■ **TASK PROMPT**
Every line below that holds the word "SearchParams" must be listed.

Collected data
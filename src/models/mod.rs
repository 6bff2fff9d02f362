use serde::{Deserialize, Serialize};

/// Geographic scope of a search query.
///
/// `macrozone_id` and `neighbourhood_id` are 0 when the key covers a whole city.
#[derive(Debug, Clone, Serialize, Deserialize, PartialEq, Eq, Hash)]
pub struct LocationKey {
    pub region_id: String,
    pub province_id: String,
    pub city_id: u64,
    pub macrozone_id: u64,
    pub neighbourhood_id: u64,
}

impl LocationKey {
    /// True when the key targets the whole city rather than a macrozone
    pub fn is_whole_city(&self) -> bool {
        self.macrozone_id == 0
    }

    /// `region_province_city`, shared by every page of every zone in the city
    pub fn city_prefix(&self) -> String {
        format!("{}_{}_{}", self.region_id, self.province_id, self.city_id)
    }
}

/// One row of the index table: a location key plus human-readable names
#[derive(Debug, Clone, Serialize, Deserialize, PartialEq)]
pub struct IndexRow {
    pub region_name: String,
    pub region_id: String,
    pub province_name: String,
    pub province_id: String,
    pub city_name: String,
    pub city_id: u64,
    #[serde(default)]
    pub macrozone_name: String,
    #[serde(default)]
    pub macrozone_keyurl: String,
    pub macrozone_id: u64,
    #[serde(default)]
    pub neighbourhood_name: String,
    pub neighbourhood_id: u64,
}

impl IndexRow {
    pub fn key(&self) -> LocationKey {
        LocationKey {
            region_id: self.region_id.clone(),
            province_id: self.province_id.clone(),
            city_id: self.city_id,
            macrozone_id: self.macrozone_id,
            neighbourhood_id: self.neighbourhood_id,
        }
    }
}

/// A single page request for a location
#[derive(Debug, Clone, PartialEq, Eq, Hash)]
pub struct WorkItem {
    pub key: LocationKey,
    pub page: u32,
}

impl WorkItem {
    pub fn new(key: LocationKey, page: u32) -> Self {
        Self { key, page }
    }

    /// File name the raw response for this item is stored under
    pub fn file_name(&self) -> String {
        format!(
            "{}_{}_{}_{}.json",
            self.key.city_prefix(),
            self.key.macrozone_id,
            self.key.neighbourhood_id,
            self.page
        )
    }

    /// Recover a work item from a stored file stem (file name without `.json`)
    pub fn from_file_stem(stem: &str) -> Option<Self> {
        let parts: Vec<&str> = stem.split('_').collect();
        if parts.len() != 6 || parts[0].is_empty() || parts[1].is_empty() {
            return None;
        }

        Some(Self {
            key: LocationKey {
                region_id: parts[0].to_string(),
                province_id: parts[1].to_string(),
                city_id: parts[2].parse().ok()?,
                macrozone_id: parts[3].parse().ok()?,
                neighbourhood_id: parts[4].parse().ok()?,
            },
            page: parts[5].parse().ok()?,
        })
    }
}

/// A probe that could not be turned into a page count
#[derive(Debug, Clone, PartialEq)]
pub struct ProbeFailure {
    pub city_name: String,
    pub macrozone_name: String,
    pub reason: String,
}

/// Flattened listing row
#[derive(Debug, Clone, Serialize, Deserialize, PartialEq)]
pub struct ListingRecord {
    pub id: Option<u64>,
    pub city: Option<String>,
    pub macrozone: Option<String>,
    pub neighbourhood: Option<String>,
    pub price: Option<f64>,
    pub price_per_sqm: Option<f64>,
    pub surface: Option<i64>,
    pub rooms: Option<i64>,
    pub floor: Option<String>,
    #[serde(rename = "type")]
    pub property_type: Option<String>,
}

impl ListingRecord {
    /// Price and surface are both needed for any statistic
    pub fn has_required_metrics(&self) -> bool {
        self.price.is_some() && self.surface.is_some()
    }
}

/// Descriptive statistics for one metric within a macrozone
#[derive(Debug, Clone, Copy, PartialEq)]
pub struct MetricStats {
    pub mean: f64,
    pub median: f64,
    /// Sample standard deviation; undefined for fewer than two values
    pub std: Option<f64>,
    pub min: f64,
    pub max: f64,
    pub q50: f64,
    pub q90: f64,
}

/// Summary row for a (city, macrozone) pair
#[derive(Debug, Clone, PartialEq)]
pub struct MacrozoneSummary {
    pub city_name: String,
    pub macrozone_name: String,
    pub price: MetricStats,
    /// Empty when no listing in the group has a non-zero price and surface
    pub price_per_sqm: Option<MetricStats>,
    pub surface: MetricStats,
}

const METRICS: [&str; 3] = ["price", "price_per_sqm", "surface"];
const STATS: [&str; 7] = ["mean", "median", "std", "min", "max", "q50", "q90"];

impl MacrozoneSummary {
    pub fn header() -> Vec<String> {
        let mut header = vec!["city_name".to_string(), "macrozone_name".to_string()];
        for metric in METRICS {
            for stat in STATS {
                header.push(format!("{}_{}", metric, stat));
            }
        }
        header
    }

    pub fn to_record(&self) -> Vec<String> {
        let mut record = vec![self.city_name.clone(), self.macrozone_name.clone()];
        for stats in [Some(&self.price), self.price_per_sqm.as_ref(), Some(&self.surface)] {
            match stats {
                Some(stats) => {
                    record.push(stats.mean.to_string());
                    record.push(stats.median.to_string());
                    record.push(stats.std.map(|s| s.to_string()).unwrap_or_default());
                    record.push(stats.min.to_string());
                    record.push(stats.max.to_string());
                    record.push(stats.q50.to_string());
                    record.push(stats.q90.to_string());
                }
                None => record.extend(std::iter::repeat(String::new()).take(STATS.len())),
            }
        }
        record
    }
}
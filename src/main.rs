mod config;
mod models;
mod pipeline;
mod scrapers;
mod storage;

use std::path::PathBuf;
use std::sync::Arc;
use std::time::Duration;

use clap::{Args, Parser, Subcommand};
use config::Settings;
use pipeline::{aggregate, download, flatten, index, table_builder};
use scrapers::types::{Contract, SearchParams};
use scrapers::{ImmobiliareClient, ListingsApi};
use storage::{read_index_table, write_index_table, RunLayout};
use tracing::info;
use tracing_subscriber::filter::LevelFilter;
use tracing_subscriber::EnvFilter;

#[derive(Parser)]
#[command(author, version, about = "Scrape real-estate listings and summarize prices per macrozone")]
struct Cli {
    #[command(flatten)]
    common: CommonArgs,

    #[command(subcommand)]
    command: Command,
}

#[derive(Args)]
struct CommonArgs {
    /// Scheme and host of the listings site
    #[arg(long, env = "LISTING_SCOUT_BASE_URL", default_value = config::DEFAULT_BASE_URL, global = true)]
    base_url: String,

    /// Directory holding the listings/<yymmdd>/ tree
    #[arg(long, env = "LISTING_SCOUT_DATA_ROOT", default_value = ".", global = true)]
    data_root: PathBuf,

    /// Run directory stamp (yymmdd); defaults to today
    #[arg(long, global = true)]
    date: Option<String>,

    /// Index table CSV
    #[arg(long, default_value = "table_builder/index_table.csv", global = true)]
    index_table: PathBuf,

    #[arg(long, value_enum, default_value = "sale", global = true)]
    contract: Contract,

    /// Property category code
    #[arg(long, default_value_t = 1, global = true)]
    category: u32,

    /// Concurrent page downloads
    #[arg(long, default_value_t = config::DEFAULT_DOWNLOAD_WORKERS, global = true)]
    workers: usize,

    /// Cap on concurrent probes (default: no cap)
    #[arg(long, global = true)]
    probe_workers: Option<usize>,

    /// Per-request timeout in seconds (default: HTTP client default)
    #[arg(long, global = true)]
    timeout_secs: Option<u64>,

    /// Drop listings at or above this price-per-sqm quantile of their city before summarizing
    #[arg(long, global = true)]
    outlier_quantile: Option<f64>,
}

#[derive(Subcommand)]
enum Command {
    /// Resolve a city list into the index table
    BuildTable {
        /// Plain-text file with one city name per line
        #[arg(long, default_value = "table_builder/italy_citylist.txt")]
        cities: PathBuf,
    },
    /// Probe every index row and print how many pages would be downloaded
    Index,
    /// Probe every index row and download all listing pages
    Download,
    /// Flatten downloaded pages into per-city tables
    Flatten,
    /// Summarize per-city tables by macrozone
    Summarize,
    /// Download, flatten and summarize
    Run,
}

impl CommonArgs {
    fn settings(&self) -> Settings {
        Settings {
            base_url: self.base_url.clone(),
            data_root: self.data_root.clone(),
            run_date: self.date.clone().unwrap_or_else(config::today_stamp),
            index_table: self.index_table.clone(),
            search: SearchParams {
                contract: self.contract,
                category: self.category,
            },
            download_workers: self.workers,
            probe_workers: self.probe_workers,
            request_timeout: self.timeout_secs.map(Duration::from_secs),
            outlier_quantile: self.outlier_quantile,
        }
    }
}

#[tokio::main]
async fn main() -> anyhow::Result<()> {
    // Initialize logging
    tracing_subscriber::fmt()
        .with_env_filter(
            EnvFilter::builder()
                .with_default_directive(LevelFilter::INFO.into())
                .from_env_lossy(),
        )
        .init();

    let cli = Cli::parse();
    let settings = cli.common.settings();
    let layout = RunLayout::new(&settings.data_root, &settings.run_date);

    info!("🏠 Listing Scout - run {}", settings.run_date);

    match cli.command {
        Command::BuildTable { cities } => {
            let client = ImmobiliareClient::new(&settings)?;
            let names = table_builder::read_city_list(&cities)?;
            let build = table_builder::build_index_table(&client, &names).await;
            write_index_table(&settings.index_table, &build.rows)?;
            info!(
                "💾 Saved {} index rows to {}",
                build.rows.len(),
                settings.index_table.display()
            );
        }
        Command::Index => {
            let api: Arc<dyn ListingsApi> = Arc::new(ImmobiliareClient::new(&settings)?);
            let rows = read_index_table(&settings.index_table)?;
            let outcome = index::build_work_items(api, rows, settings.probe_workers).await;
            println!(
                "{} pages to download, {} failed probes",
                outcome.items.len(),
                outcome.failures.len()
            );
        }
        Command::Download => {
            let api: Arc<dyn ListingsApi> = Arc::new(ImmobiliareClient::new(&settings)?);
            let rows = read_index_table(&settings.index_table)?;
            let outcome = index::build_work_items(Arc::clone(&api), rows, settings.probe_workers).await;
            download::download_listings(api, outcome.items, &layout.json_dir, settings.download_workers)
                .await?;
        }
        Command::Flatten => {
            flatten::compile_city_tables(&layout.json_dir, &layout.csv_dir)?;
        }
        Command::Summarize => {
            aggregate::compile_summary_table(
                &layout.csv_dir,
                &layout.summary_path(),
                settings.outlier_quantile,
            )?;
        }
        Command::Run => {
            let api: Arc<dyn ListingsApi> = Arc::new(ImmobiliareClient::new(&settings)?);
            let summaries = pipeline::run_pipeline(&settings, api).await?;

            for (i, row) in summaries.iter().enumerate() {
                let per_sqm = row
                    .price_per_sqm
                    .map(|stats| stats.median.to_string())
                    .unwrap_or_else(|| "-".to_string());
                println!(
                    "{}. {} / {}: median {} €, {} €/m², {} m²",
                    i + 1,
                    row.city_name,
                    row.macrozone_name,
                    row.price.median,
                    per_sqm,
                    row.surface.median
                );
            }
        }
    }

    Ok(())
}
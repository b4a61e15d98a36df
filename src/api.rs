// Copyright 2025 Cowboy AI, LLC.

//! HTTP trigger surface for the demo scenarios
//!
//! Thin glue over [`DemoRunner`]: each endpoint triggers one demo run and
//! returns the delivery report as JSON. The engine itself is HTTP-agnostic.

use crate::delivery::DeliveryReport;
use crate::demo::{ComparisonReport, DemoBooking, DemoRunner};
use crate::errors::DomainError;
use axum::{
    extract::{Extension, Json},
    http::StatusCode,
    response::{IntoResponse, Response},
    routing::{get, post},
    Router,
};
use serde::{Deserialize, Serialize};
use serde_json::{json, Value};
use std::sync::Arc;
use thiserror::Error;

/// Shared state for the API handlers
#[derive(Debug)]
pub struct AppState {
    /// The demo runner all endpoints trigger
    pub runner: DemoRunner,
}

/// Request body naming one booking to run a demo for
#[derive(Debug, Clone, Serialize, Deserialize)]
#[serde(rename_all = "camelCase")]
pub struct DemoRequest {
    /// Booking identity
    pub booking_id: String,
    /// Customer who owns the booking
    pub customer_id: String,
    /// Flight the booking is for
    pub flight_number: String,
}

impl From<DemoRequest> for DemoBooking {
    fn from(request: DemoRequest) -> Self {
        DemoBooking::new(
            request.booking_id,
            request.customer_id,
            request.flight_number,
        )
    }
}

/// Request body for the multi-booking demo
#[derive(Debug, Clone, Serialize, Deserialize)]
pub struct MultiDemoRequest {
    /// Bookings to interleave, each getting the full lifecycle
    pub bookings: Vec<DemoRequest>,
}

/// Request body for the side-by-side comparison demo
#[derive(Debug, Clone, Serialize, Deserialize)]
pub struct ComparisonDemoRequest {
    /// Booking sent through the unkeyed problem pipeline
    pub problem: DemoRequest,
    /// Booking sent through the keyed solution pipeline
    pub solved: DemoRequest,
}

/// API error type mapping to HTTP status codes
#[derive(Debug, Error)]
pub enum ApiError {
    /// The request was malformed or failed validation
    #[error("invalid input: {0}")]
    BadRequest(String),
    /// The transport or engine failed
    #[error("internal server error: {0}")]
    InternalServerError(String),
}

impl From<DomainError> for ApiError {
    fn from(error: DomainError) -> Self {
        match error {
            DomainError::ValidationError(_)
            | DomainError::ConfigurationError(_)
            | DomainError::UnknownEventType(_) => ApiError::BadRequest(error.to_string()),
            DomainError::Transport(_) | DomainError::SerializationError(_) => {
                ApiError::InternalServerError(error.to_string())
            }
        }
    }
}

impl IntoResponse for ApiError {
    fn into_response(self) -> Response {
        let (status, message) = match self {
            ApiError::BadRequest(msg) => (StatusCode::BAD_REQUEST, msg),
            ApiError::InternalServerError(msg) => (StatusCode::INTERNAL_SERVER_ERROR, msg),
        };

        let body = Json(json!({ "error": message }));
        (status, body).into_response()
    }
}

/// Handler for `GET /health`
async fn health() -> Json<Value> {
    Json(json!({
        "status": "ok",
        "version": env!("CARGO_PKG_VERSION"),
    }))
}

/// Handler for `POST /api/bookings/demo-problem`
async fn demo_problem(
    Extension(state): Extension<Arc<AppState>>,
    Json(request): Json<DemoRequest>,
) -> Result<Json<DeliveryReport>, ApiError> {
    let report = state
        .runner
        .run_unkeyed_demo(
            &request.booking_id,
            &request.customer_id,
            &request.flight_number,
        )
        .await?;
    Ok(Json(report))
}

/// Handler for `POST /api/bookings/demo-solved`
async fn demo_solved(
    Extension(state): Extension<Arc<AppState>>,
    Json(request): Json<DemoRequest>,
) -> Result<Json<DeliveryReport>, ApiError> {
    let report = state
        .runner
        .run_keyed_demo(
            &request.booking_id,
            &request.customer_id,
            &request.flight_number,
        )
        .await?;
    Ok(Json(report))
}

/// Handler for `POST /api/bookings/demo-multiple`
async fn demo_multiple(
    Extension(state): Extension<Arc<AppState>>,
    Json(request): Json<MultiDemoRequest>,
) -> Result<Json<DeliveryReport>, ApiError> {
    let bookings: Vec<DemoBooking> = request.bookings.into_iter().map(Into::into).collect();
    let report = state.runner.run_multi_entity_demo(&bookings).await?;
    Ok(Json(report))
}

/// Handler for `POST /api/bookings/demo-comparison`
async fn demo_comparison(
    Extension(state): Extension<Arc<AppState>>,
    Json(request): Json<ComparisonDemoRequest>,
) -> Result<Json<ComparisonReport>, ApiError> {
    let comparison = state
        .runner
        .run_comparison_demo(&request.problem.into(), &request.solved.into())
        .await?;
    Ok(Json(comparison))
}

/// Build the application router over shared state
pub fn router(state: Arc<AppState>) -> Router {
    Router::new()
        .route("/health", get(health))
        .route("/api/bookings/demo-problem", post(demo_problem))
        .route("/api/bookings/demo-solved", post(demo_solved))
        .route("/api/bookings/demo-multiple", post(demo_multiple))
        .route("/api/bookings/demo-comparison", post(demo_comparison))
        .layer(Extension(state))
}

■ **SOLVED EXERCISE**
use scrapers::types::{Contract, SearchParams};
            search: SearchParams {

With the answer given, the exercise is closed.